Researchers from Cornell University examining Titan, Saturn's largest moon, have determined the rocky giant could support life, but "not as we know it."

Authors of a study published in the journal Science Advances took an "imaginative and rigidly scientific view" for their work, according to a press release. The researchers found that Titan could support living beings, but they would need to be able to live on methane instead of oxygen.

"We're not biologists, and we're not astronomers, but we had the right tools," study lead researcher Paulette Clancy, an expert in chemical molecular dynamics, said in the release. "Perhaps it helped, because we didn't come in with any preconceptions about what should be in a membrane and what shouldn't. We just worked with the compounds that we knew were there and asked, 'If this was your palette, what can you make out of that?'"

Clancy was joined on the study by first author James Stevenson, a graduate student in chemical engineering, and a co-author named Jonathan Lunine, director for Cornell's Center for Radiophysics and Space Research.
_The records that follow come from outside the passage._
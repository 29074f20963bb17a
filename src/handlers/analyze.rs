use axum::Json;
use axum::body::Bytes;
use axum::extract::State;
use axum::http::HeaderMap;
use axum::response::{IntoResponse, Response};
use std::sync::Arc;

use super::{admit, require_llm};
use crate::error::AppError;
use crate::insights::{ANALYST_SYSTEM_PROMPT, summarize};
use crate::metrics::REQUEST_TOTAL;
use crate::models::{AnalyzeRequest, AnalyzeResponse, InsightKind};
use crate::state::AppState;

const ENDPOINT: &str = "analyze";

pub async fn analyze_handler(
    State(state): State<Arc<AppState>>,
    headers: HeaderMap,
    body: Bytes,
) -> Result<Response, Response> {
    REQUEST_TOTAL.with_label_values(&[ENDPOINT]).inc();
    require_llm(&state)?;
    admit(&state, &headers, ENDPOINT, Some(body.len()))?;

    let result = analyze(&state, &body)
        .await
        .map_err(IntoResponse::into_response)?;
    Ok(state.guard.secure_headers(Json(result), ENDPOINT))
}

async fn analyze(state: &AppState, body: &[u8]) -> Result<AnalyzeResponse, AppError> {
    let req: AnalyzeRequest = serde_json::from_slice(body)
        .map_err(|e| AppError::BadRequest(format!("invalid request body: {e}")))?;
    let kind = InsightKind::parse(&req.kind)
        .ok_or_else(|| AppError::BadRequest("Invalid type".to_string()))?;

    let agents = state.upstream.fetch_ranking().await?;
    let prompt = format!("{}\n\n{}", kind.prompt(), summarize(&agents));
    let result = state
        .upstream
        .complete(ANALYST_SYSTEM_PROMPT, &prompt, 2000)
        .await?;

    Ok(AnalyzeResponse { result, kind })
}
use axum::http::StatusCode;
use axum::response::IntoResponse;
use tracing::error;

use crate::metrics::render;

pub async fn metrics_handler() -> impl IntoResponse {
    render().map_err(|e| {
        error!(error = %e, "failed to encode metrics");
        StatusCode::INTERNAL_SERVER_ERROR
    })
}
use chrono::NaiveDate;
use dashmap::DashMap;
use dashmap::mapref::entry::Entry;
use std::sync::Arc;

use crate::clock::Clock;

// Daily usage for one endpoint
#[derive(Debug, Clone, Copy)]
pub struct BudgetEntry {
    pub date: NaiveDate,
    pub count: u64,
}

// Global per-endpoint ceiling on calls per UTC day, shared by all clients
pub struct DailyBudget {
    entries: DashMap<String, BudgetEntry>,
    clock: Arc<dyn Clock>,
}

impl DailyBudget {
    pub fn new(clock: Arc<dyn Clock>) -> Self {
        Self {
            entries: DashMap::new(),
            clock,
        }
    }

    // Count one call against today's budget; false once the ceiling is reached
    pub fn try_consume(&self, endpoint: &str, max_per_day: u64) -> bool {
        let today = self.clock.today();
        let fresh = BudgetEntry { date: today, count: 1 };

        match self.entries.entry(endpoint.to_string()) {
            Entry::Vacant(slot) => {
                slot.insert(fresh);
                true
            }
            Entry::Occupied(mut slot) => {
                let entry = slot.get_mut();
                if entry.date != today {
                    *entry = fresh;
                    return true;
                }
                if entry.count >= max_per_day {
                    return false;
                }
                entry.count += 1;
                true
            }
        }
    }

    pub fn current_usage(&self, endpoint: &str) -> u64 {
        let today = self.clock.today();
        self.entries
            .get(endpoint)
            .filter(|e| e.date == today)
            .map(|e| e.count)
            .unwrap_or(0)
    }
}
"Ours is the first concrete blueprint of life not as we know it," Stevenson said in the release, noting that inspiration for the study came from Isaac Asimov 1962 essay titled "Not as We Know It."
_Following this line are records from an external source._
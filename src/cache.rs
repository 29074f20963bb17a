use dashmap::DashMap;
use sha2::{Digest, Sha256};
use std::time::{Duration, Instant};

use crate::metrics::{CACHE_HITS, CACHE_MISSES};

// Cache entry with timestamp
#[derive(Clone)]
pub struct CacheEntry {
    pub response: String,
    pub created_at: Instant,
}

// Create a cache key (hash of namespace + payload)
pub fn make_cache_key(namespace: &str, payload: &str) -> String {
    let mut hasher = Sha256::new();
    hasher.update(namespace);
    hasher.update([0u8]);
    hasher.update(payload);
    format!("{:x}", hasher.finalize())
}

// Serialized upstream responses, valid for `ttl`
pub struct ResponseCache {
    entries: DashMap<String, CacheEntry>,
    ttl: Duration,
}

impl ResponseCache {
    pub fn new(ttl: Duration) -> Self {
        Self {
            entries: DashMap::new(),
            ttl,
        }
    }

    pub fn get(&self, key: &str) -> Option<String> {
        let hit = self
            .entries
            .get(key)
            .filter(|entry| entry.created_at.elapsed() < self.ttl)
            .map(|entry| entry.response.clone());

        match hit {
            Some(_) => CACHE_HITS.inc(),
            None => CACHE_MISSES.inc(),
        }
        hit
    }

    pub fn insert(&self, key: String, response: String) {
        self.entries.insert(
            key,
            CacheEntry {
                response,
                created_at: Instant::now(),
            },
        );
    }
}

#[cfg(test)]
mod tests {
    use super::*;

    #[test]
    fn keys_depend_on_namespace_and_payload() {
        let a = make_cache_key("translate", "hello world");
        assert_eq!(a, make_cache_key("translate", "hello world"));
        assert_ne!(a, make_cache_key("ranking", "hello world"));
        assert_ne!(a, make_cache_key("translate", "hello world!"));
        assert_eq!(a.len(), 64);
    }

    #[test]
    fn entries_expire_after_ttl() {
        let cache = ResponseCache::new(Duration::from_secs(60));
        cache.insert("k".to_string(), "v".to_string());
        assert_eq!(cache.get("k").as_deref(), Some("v"));

        let expired = ResponseCache::new(Duration::ZERO);
        expired.insert("k".to_string(), "v".to_string());
        assert_eq!(expired.get("k"), None);
    }
}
Lunine was a member of NASA's Cassini-Huygens mission that first discovered Titan's methane and ethane pools. They thought up a cell membrane that would be necessary to live on Titan and named it "azotosome," which would translate from Greek to mean "nitrogen body."

"Someday sending a probe to float on the seas of this amazing moon and directly sampling the organics," Lunine said in the release.

The researchers' next step would certainly be considered a long-term goal, as they would like to land a spacecraft on Titan.